Dans son principe, comme dans son origine historique, la représentation est le contraire de la démocratie. La démocratie est fondée sur l'idée d'une compétence égale de tous, et son mode normal de désignation est le tirage au sort, tel qu'il se pratiquait à Athènes afin d'empêcher l'accaparement du pouvoir par ceux qui le désirent. La représentation, elle, est un principe oligarchique : ceux qui sont ainsi associés au pouvoir représentent non pas une population mais le statut ou la compétence qui fonde leur autorité sur cette population : la naissance, la richesse, le savoir, ou autre.

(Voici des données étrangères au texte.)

//! # 通知
//!
//! トランザクション後のメール通知を組み立て、バックグラウンドで送信する。
//!
//! - [`renderer`] - テンプレートから件名・本文を生成
//! - [`scheduler`] - 通知ジョブをバックグラウンドランナーに載せる

pub mod renderer;
pub mod scheduler;

#[cfg(any(test, feature = "test-utils"))]
pub use scheduler::RecordingNotificationScheduler;
pub use renderer::{NotificationRenderer, RenderContext, RenderedMessage};
pub use scheduler::{
    BackgroundNotificationScheduler,
    NotificationPipeline,
    NotificationScheduler,
    NotificationSources,
};
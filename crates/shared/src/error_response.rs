//! # エラーレスポンス（RFC 9457 Problem Details）
//!
//! API 全体で共通のエラーレスポンス構造体を提供する。
//!
//! ## 設計
//!
//! - `ErrorResponse` は純粋なデータ構造（`Serialize` / `Deserialize` のみ）
//! - axum の `IntoResponse` 変換は api-service の責務（shared に axum 依存を入れない）
//! - バリデーションエラーは RFC 9457 の拡張メンバー `invalid_params` でフィールド単位の詳細を返す

use serde::{Deserialize, Serialize};

/// error_type URI のベースパス
const ERROR_TYPE_BASE: &str = "https://nailbook.example.com/errors";

/// フィールド単位のバリデーション違反
#[derive(Debug, Clone, PartialEq, Eq, Serialize, Deserialize)]
pub struct InvalidParam {
    /// リクエストボディ上のフィールド名（例: `"customer_email"`）
    pub name:   String,
    /// 人間可読な違反理由
    pub reason: String,
}

impl InvalidParam {
    pub fn new(name: impl Into<String>, reason: impl Into<String>) -> Self {
        Self {
            name:   name.into(),
            reason: reason.into(),
        }
    }
}

/// エラーレスポンス（RFC 9457 Problem Details）
///
/// `type` フィールドは URI で問題の種類を識別する。
/// `invalid_params` はバリデーションエラー時のみ出力される。
#[derive(Debug, Clone, PartialEq, Eq, Serialize, Deserialize)]
pub struct ErrorResponse {
    #[serde(rename = "type")]
    pub error_type:     String,
    pub title:          String,
    pub status:         u16,
    pub detail:         String,
    #[serde(default, skip_serializing_if = "Vec::is_empty")]
    pub invalid_params: Vec<InvalidParam>,
}

impl ErrorResponse {
    /// 汎用コンストラクタ
    ///
    /// `error_type_suffix` はベース URI に付加される（例: `"not-found"`）。
    pub fn new(
        error_type_suffix: &str,
        title: impl Into<String>,
        status: u16,
        detail: impl Into<String>,
    ) -> Self {
        Self {
            error_type:     format!("{ERROR_TYPE_BASE}/{error_type_suffix}"),
            title:          title.into(),
            status,
            detail:         detail.into(),
            invalid_params: Vec::new(),
        }
    }

    /// 400 Bad Request
    pub fn bad_request(detail: impl Into<String>) -> Self {
        Self::new("bad-request", "Bad Request", 400, detail)
    }

    /// 404 Not Found
    pub fn not_found(detail: impl Into<String>) -> Self {
        Self::new("not-found", "Not Found", 404, detail)
    }

    /// 409 Conflict
    pub fn conflict(detail: impl Into<String>) -> Self {
        Self::new("conflict", "Conflict", 409, detail)
    }

    /// 400 Validation Error
    pub fn validation_error(detail: impl Into<String>, invalid_params: Vec<InvalidParam>) -> Self {
        Self {
            invalid_params,
            ..Self::new("validation-error", "Validation Error", 400, detail)
        }
    }

    /// 500 Internal Server Error
    ///
    /// detail は固定値（内部情報を漏らさないため）。
    pub fn internal_error() -> Self {
        Self::new(
            "internal-error",
            "Internal Server Error",
            500,
            "内部エラーが発生しました",
        )
    }
}

#[cfg(test)]
mod tests {
    use pretty_assertions::assert_eq;

    use super::*;

    #[test]
    fn test_new_で全フィールドが正しく設定される() {
        let error = ErrorResponse::new("custom-error", "Custom Error", 418, "カスタムエラー");

        assert_eq!(
            error.error_type,
            "https://nailbook.example.com/errors/custom-error"
        );
        assert_eq!(error.title, "Custom Error");
        assert_eq!(error.status, 418);
        assert_eq!(error.detail, "カスタムエラー");
        assert!(error.invalid_params.is_empty());
    }

    #[test]
    fn test_internal_error_が500と固定detailを返す() {
        let error = ErrorResponse::internal_error();

        assert_eq!(error.status, 500);
        assert_eq!(error.detail, "内部エラーが発生しました");
    }

    #[test]
    fn test_invalid_paramsが空ならjsonに出力されない() {
        let json = serde_json::to_value(ErrorResponse::not_found("予約が見つかりません")).unwrap();

        assert_eq!(json["type"], "https://nailbook.example.com/errors/not-found");
        assert_eq!(json["status"], 404);
        assert!(json.get("invalid_params").is_none());
        assert!(json.get("error_type").is_none());
    }

    #[test]
    fn test_validation_errorはフィールド単位の詳細を出力する() {
        let error = ErrorResponse::validation_error(
            "入力内容に誤りがあります",
            vec![InvalidParam::new(
                "preferred_date",
                "Cannot book appointments in the past.",
            )],
        );
        let json = serde_json::to_value(&error).unwrap();

        assert_eq!(json["status"], 400);
        assert_eq!(json["title"], "Validation Error");
        assert_eq!(
            json["invalid_params"],
            serde_json::json!([{
                "name": "preferred_date",
                "reason": "Cannot book appointments in the past."
            }])
        );
    }

    #[test]
    fn test_全便利コンストラクタのstatusが正しい() {
        assert_eq!(ErrorResponse::bad_request("").status, 400);
        assert_eq!(ErrorResponse::not_found("").status, 404);
        assert_eq!(ErrorResponse::conflict("").status, 409);
        assert_eq!(ErrorResponse::validation_error("", vec![]).status, 400);
        assert_eq!(ErrorResponse::internal_error().status, 500);
    }
}
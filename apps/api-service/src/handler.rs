//! # HTTP リクエストハンドラ
//!
//! axum のルートに対応するハンドラ関数を定義する。
//!
//! ## 設計方針
//!
//! - 各リソースのハンドラはサブモジュールに配置
//! - 親モジュール（この `handler.rs`）で re-export し、フラットな API を提供
//! - ハンドラは DTO 変換だけを行い、業務ルールはユースケース層に委譲

pub mod booking;
pub mod contact;
pub mod gallery;
pub mod health;
pub mod newsletter;
pub mod service;
pub mod testimonial;

pub use booking::{
    BookingState,
    confirm_booking,
    create_booking,
    get_booking,
    list_bookings,
    update_booking,
};
pub use contact::{
    ContactState,
    create_contact_message,
    get_contact_message,
    list_contact_messages,
    mark_contact_message_read,
};
pub use gallery::{GalleryState, get_gallery_image, list_gallery_images, register_gallery_image};
pub use health::{api_root, health_check};
pub use newsletter::{NewsletterState, get_subscriber, list_subscribers, subscribe, unsubscribe};
pub use service::{ServiceState, get_service, list_services};
pub use testimonial::{TestimonialState, create_testimonial, get_testimonial, list_testimonials};
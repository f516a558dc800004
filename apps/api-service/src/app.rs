//! # アプリケーション構築
//!
//! 依存コンポーネントを受け取り、ユースケース → State → Router の順に組み立てる。
//! `main.rs` はインフラ初期化とサーバー起動に集中し、結合テストはこの関数で
//! モックを注入した Router を得る。

use std::sync::Arc;

use axum::{
    Router,
    routing::{get, post},
};
use nailbook_domain::{booking::TransitionPolicy, clock::Clock};
use nailbook_infra::{
    repository::{
        BookingRepository,
        ContactMessageRepository,
        GalleryImageRepository,
        NewsletterSubscriberRepository,
        ServiceRepository,
        TestimonialRepository,
    },
    thumbnail::ThumbnailHook,
};
use nailbook_shared::observability::{MakeRequestUuidV7, make_request_span};
use tower_http::{
    request_id::{PropagateRequestIdLayer, SetRequestIdLayer},
    trace::TraceLayer,
};

use crate::{
    handler::{
        BookingState,
        ContactState,
        GalleryState,
        NewsletterState,
        ServiceState,
        TestimonialState,
        api_root,
        confirm_booking,
        create_booking,
        create_contact_message,
        create_testimonial,
        get_booking,
        get_contact_message,
        get_gallery_image,
        get_service,
        get_subscriber,
        get_testimonial,
        health_check,
        list_bookings,
        list_contact_messages,
        list_gallery_images,
        list_services,
        list_subscribers,
        list_testimonials,
        mark_contact_message_read,
        register_gallery_image,
        subscribe,
        unsubscribe,
        update_booking,
    },
    notification::NotificationScheduler,
    runner::BackgroundRunner,
    usecase::{
        BookingUseCaseImpl,
        ContactUseCaseImpl,
        GalleryUseCaseImpl,
        NewsletterUseCaseImpl,
        ServiceUseCaseImpl,
        TestimonialUseCaseImpl,
    },
};

/// Router の構築に必要な依存コンポーネント
///
/// リポジトリはトレイトオブジェクトで受け取るため、本番では PostgreSQL 実装、
/// テストではインメモリ実装を差し込める。
#[derive(Clone)]
pub struct AppDependencies {
    pub services:          Arc<dyn ServiceRepository>,
    pub bookings:          Arc<dyn BookingRepository>,
    pub contacts:          Arc<dyn ContactMessageRepository>,
    pub subscribers:       Arc<dyn NewsletterSubscriberRepository>,
    pub testimonials:      Arc<dyn TestimonialRepository>,
    pub gallery:           Arc<dyn GalleryImageRepository>,
    pub scheduler:         Arc<dyn NotificationScheduler>,
    pub thumbnails:        Arc<dyn ThumbnailHook>,
    pub runner:            BackgroundRunner,
    pub clock:             Arc<dyn Clock>,
    /// 管理者通知の宛先。`None` なら管理者向け通知は送信されない
    pub admin_email:       Option<String>,
    pub transition_policy: TransitionPolicy,
}

/// ユースケースを組み立ててルーターを返す
pub fn build_app(deps: AppDependencies) -> Router {
    let service_state = Arc::new(ServiceState {
        usecase: ServiceUseCaseImpl::new(deps.services.clone()),
    });

    let booking_state = Arc::new(BookingState {
        usecase: BookingUseCaseImpl::new(
            deps.bookings,
            deps.services,
            deps.scheduler.clone(),
            deps.clock.clone(),
            deps.admin_email.clone(),
            deps.transition_policy,
        ),
    });

    let contact_state = Arc::new(ContactState {
        usecase: ContactUseCaseImpl::new(
            deps.contacts,
            deps.scheduler.clone(),
            deps.clock.clone(),
            deps.admin_email,
        ),
    });

    let newsletter_state = Arc::new(NewsletterState {
        usecase: NewsletterUseCaseImpl::new(deps.subscribers, deps.scheduler, deps.clock.clone()),
    });

    let testimonial_state = Arc::new(TestimonialState {
        usecase: TestimonialUseCaseImpl::new(deps.testimonials, deps.clock.clone()),
    });

    let gallery_state = Arc::new(GalleryState {
        usecase: GalleryUseCaseImpl::new(deps.gallery, deps.thumbnails, deps.runner, deps.clock),
    });

    Router::new()
        .route("/health", get(health_check))
        .route("/api", get(api_root))
        // 施術メニュー API
        .merge(
            Router::new()
                .route("/api/services", get(list_services))
                .route("/api/services/{id}", get(get_service))
                .with_state(service_state),
        )
        // 予約 API
        .merge(
            Router::new()
                .route("/api/booking", get(list_bookings).post(create_booking))
                .route("/api/booking/{id}", get(get_booking).patch(update_booking))
                .route("/api/booking/{id}/confirm", post(confirm_booking))
                .with_state(booking_state),
        )
        // お問い合わせ API
        .merge(
            Router::new()
                .route(
                    "/api/contact",
                    get(list_contact_messages).post(create_contact_message),
                )
                .route("/api/contact/{id}", get(get_contact_message))
                .route("/api/contact/{id}/mark_read", post(mark_contact_message_read))
                .with_state(contact_state),
        )
        // ニュースレター API
        .merge(
            Router::new()
                .route("/api/newsletter", get(list_subscribers).post(subscribe))
                .route("/api/newsletter/{id}", get(get_subscriber))
                .route("/api/newsletter/{id}/unsubscribe", post(unsubscribe))
                .with_state(newsletter_state),
        )
        // お客様の声 API
        .merge(
            Router::new()
                .route(
                    "/api/testimonials",
                    get(list_testimonials).post(create_testimonial),
                )
                .route("/api/testimonials/{id}", get(get_testimonial))
                .with_state(testimonial_state),
        )
        // ギャラリー API
        .merge(
            Router::new()
                .route(
                    "/api/gallery",
                    get(list_gallery_images).post(register_gallery_image),
                )
                .route("/api/gallery/{id}", get(get_gallery_image))
                .with_state(gallery_state),
        )
        // Request ID レイヤー（下に書いたものが外側）
        // 1. SetRequestIdLayer: UUID v7 を生成（クライアント提供値があればそれを使う）
        // 2. TraceLayer: request_id を含むスパンを張る
        // 3. PropagateRequestIdLayer: レスポンスヘッダーに X-Request-Id をコピー
        .layer(PropagateRequestIdLayer::x_request_id())
        .layer(TraceLayer::new_for_http().make_span_with(make_request_span))
        .layer(SetRequestIdLayer::x_request_id(MakeRequestUuidV7))
}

Notre système électoral est un compromis historique entre pouvoir oligarchique et pouvoir de tous : les représentants des puissances établies sont devenus les représentants du peuple, mais, inversement, le peuple démocratique délègue son pouvoir à une classe politique créditée d'une connaissance particulière des affaires communes et de l'exercice du pouvoir. Les types d'élections et les circonstances font pencher plus ou moins la balance entre les deux. L'élection d'un président comme incarnation directe du peuple a été inventé en 1848 contre le peuple des barricades et des clubs populaires, et réinventé par De Gaulle pour donner un "guide" à un peuple trop turbulent. Loin d'être le couronnement de la vie démocratique, elle est le point extrême de la dépossession électorale du pouvoir populaire au profit d'une classe de politiciens dont la fraction opposée partage tour à tour le pouvoir des "compétents".
Propos de Jacques RANCIERE recueillis par Eric AESCHIMANN,
Le Nouvel Observateur, 04/2012, p. 102.